The Los Angeles County health department said it is continuing to investigate the outbreak.
Norovirus causes vomiting and diarrhea. Other symptoms can include stomach pain, body aches and fever. Symptoms usually appear 12 to 48 hours after exposure, the Centers of Disease Control and Prevention says on its website. It’s the most common foodborne illness in the United States, it said.
Oysters and other shellfish absorb the virus in their bodies when sewage gets into oceans and the virus is introduced into the water that the shellfish live in, the Washington state Department of Health says in its warnings about the illness.
A spokesperson for the Los Angeles Times did not immediately respond to a NBC News request for comment late Friday afternoon, but spokesperson Hillary Manning told the Times in its own report on the issue that a Santa Monica shellfish company sourced the oysters and provided it to one of the restaurants.

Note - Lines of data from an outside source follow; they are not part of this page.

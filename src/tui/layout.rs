use super::theme::{ACCENT, DIM};
use ratatui::{
    layout::{Alignment, Constraint, Direction, Layout, Margin, Rect},
    style::{Color, Modifier, Style},
    text::{Line, Span},
    widgets::{Block, Borders, Clear, Paragraph, Scrollbar, ScrollbarOrientation, ScrollbarState, Wrap},
    Frame,
};

const SPINNER: [&str; 4] = ["⠋", "⠙", "⠹", "⠸"];

/// 标准三段式布局：Header(3) + Content(弹性) + Footer(3)
pub fn main_layout(area: Rect) -> Vec<Rect> {
    Layout::default()
        .direction(Direction::Vertical)
        .constraints([
            Constraint::Length(3),
            Constraint::Min(0),
            Constraint::Length(3),
        ])
        .split(area)
        .to_vec()
}

/// 渲染 header；有操作在执行时在标题后显示转动的指示符
pub fn render_header(f: &mut Frame, title: &str, busy: Option<(&str, usize)>, area: Rect) {
    let mut spans = vec![Span::styled(
        title.to_string(),
        Style::default().fg(Color::Cyan).add_modifier(Modifier::BOLD),
    )];
    if let Some((label, tick)) = busy {
        spans.push(Span::raw("   "));
        spans.push(Span::styled(
            format!("{} {}...", SPINNER[tick % SPINNER.len()], label),
            Style::default().fg(Color::Yellow),
        ));
    }
    let header = Paragraph::new(Line::from(spans))
        .block(Block::default().borders(Borders::ALL))
        .alignment(Alignment::Center);
    f.render_widget(header, area);
}

/// 渲染 footer：快捷键提示 + 状态信息
pub fn render_footer(f: &mut Frame, hint: &str, status: &str, area: Rect) {
    let mut spans = vec![Span::styled(format!(" {}", hint), Style::default().fg(Color::Green))];
    if !status.is_empty() {
        spans.push(Span::styled("  │  ", Style::default().fg(DIM)));
        spans.push(Span::styled(status.to_string(), Style::default().fg(Color::White)));
    }
    let footer = Paragraph::new(Line::from(spans)).block(Block::default().borders(Borders::ALL));
    f.render_widget(footer, area);
}

/// 渲染带滚动条的输出区域；`progress` 非空时固定显示在最后一行
pub fn render_scrollable_content(
    f: &mut Frame,
    title: &str,
    lines: &[String],
    progress: &str,
    scroll_offset: usize,
    area: Rect,
) {
    let block = Block::default()
        .title(format!(" {} ", title))
        .borders(Borders::ALL)
        .border_style(Style::default().fg(Color::Yellow));

    let inner = block.inner(area);
    f.render_widget(block, area);

    let padded = inner.inner(Margin {
        horizontal: 1,
        vertical: 0,
    });

    let reserved = usize::from(!progress.is_empty());
    let total_lines = lines.len();
    let visible_height = (padded.height as usize).saturating_sub(reserved);
    let max_scroll = total_lines.saturating_sub(visible_height);
    let actual_scroll = scroll_offset.min(max_scroll);

    let mut visible_content: Vec<Line> = lines
        .iter()
        .skip(actual_scroll)
        .take(visible_height)
        .map(|line| Line::from(line.clone()))
        .collect();
    if reserved == 1 {
        visible_content.push(Line::from(Span::styled(
            progress.to_string(),
            Style::default().fg(DIM),
        )));
    }

    f.render_widget(Paragraph::new(visible_content), padded);

    if total_lines > visible_height {
        let scrollbar = Scrollbar::new(ScrollbarOrientation::VerticalRight)
            .begin_symbol(Some("↑"))
            .end_symbol(Some("↓"));
        let mut scrollbar_state = ScrollbarState::new(max_scroll).position(actual_scroll);
        f.render_stateful_widget(
            scrollbar,
            area.inner(Margin {
                horizontal: 0,
                vertical: 1,
            }),
            &mut scrollbar_state,
        );
    }
}

/// 屏幕中央的矩形区域
pub fn centered_rect(width: u16, height: u16, area: Rect) -> Rect {
    let width = width.min(area.width);
    let height = height.min(area.height);
    Rect {
        x: area.x + (area.width - width) / 2,
        y: area.y + (area.height - height) / 2,
        width,
        height,
    }
}

/// 弹出式提示框，覆盖在当前视图之上
pub fn render_popup(f: &mut Frame, title: &str, body: &[String], color: Color, hint: &str) {
    let height = (body.len() as u16).saturating_add(4);
    let area = centered_rect(f.area().width.saturating_sub(10).min(70), height, f.area());
    f.render_widget(Clear, area);

    let block = Block::default()
        .title(format!(" {} ", title))
        .title_style(Style::default().fg(color).add_modifier(Modifier::BOLD))
        .borders(Borders::ALL)
        .border_style(Style::default().fg(color));
    let inner = block.inner(area);
    f.render_widget(block, area);

    let mut lines: Vec<Line> = body.iter().map(|l| Line::from(l.clone())).collect();
    lines.push(Line::from(""));
    lines.push(Line::from(Span::styled(hint.to_string(), Style::default().fg(ACCENT))));
    let para = Paragraph::new(lines).wrap(Wrap { trim: false });
    f.render_widget(
        para,
        inner.inner(Margin {
            horizontal: 1,
            vertical: 0,
        }),
    );
}

/// 估算输出区域可见行数（总高度减去 header/footer/borders）
pub fn visible_content_height(term_height: u16) -> usize {
    term_height.saturating_sub(8) as usize
}
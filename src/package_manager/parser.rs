//! pip 输出解析：freeze 列表、终端控制序列清理、失败原因分类

use super::types::{ErrorKind, PackageRecord};
use once_cell::sync::Lazy;
use regex::Regex;

/// 失败特征表，按优先级排列，先匹配者生效
static FAILURE_SIGNATURES: Lazy<Vec<(Regex, ErrorKind)>> = Lazy::new(|| {
    [
        (
            r"(?i)ERROR: Could not find a version that satisfies the requirement",
            ErrorKind::NotFound,
        ),
        (
            r"(?i)ERROR: Could not install packages due to an OSError",
            ErrorKind::Network,
        ),
        (
            r"(?i)ERROR: Could not install packages due to an EnvironmentError: \[Errno 13\]",
            ErrorKind::Permission,
        ),
        (r"(?i)ERROR: Cannot uninstall '.*'", ErrorKind::DependencyConflict),
    ]
    .into_iter()
    .filter_map(|(pattern, kind)| match Regex::new(pattern) {
        Ok(re) => Some((re, kind)),
        Err(e) => {
            log::error!("失败特征正则无效 {}: {}", pattern, e);
            None
        }
    })
    .collect()
});

/// 对失败输出做分类，无匹配时返回 Unknown
pub fn classify_failure(output: &str) -> ErrorKind {
    FAILURE_SIGNATURES
        .iter()
        .find(|(re, _)| re.is_match(output))
        .map(|(_, kind)| *kind)
        .unwrap_or(ErrorKind::Unknown)
}

/// 解析 `pip list --format=freeze` 输出；`-e ...`、`name @ url` 等非 `==` 行跳过
pub fn parse_freeze(output: &str) -> Vec<PackageRecord> {
    output
        .lines()
        .filter_map(|line| {
            let (name, version) = line.split_once("==")?;
            let name = name.trim();
            let version = version.trim();
            if name.is_empty() || name.starts_with('-') || name.starts_with('#') {
                return None;
            }
            Some(PackageRecord::new(name, version))
        })
        .collect()
}

/// 清理单行终端输出中的 ANSI 转义序列和控制字符
pub fn clean_terminal_output(input: &str) -> String {
    let mut result = String::with_capacity(input.len());
    let mut chars = input.chars().peekable();

    while let Some(c) = chars.next() {
        match c {
            '\x1b' => match chars.peek() {
                // CSI: ESC [ ... 字母
                Some('[') => {
                    chars.next();
                    for next in chars.by_ref() {
                        if next.is_ascii_alphabetic() {
                            break;
                        }
                    }
                }
                // OSC: ESC ] ... BEL
                Some(']') => {
                    chars.next();
                    for next in chars.by_ref() {
                        if next == '\x07' {
                            break;
                        }
                    }
                }
                _ => {}
            },
            '\t' => result.push(c),
            c if c.is_control() => {}
            _ => result.push(c),
        }
    }

    result.trim_end().to_string()
}

#[cfg(test)]
mod tests {
    use super::*;

    #[test]
    fn freeze_lines_are_parsed_and_noise_skipped() {
        let output = "\
requests==2.31.0
-e git+https://example.com/repo.git@abc#egg=local_pkg
numpy == 1.26.4
mypkg @ file:///tmp/mypkg
WARNING: You are using pip version 21.0
";
        let records = parse_freeze(output);
        assert_eq!(
            records,
            vec![
                PackageRecord::new("requests", "2.31.0"),
                PackageRecord::new("numpy", "1.26.4"),
            ]
        );
    }

    #[test]
    fn not_found_wins_over_permission() {
        let output = "\
ERROR: Could not install packages due to an EnvironmentError: [Errno 13] Permission denied
ERROR: Could not find a version that satisfies the requirement nosuchpkg
";
        assert_eq!(classify_failure(output), ErrorKind::NotFound);
    }

    #[test]
    fn each_signature_maps_to_its_kind() {
        assert_eq!(
            classify_failure("ERROR: Could not install packages due to an OSError: HTTPSConnectionPool"),
            ErrorKind::Network
        );
        assert_eq!(
            classify_failure(
                "error: could not install packages due to an environmenterror: [errno 13] denied"
            ),
            ErrorKind::Permission
        );
        assert_eq!(
            classify_failure("ERROR: Cannot uninstall 'PyYAML'. It is a distutils installed project"),
            ErrorKind::DependencyConflict
        );
        assert_eq!(classify_failure("Segmentation fault"), ErrorKind::Unknown);
        assert_eq!(classify_failure(""), ErrorKind::Unknown);
    }

    #[test]
    fn escape_sequences_are_stripped() {
        assert_eq!(
            clean_terminal_output("\x1b[32mSuccessfully installed\x1b[0m six-1.16.0\r"),
            "Successfully installed six-1.16.0"
        );
        assert_eq!(clean_terminal_output("\x1b]0;title\x07Collecting x"), "Collecting x");
        assert_eq!(clean_terminal_output("a\tb\x08"), "a\tb");
    }
}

“We have produced culinary events for many years and take food safety very seriously,” Manning wrote in an email to the Times. “As is the case with each of our events, we had protocols in place and, based on an inspection from the L.A. County Department of Public Health, we were in compliance with all relevant safety standards. We also know the care that each chef and restaurant takes in preparing and serving food to our community.”
The 101 Best Restaurants List was created in 2014 by the newspaper’s restaurant critic Jonathan Gold, who won a Pulitzer Prize and who was a local celebrity himself. Gold died in 2018 at the age of 57.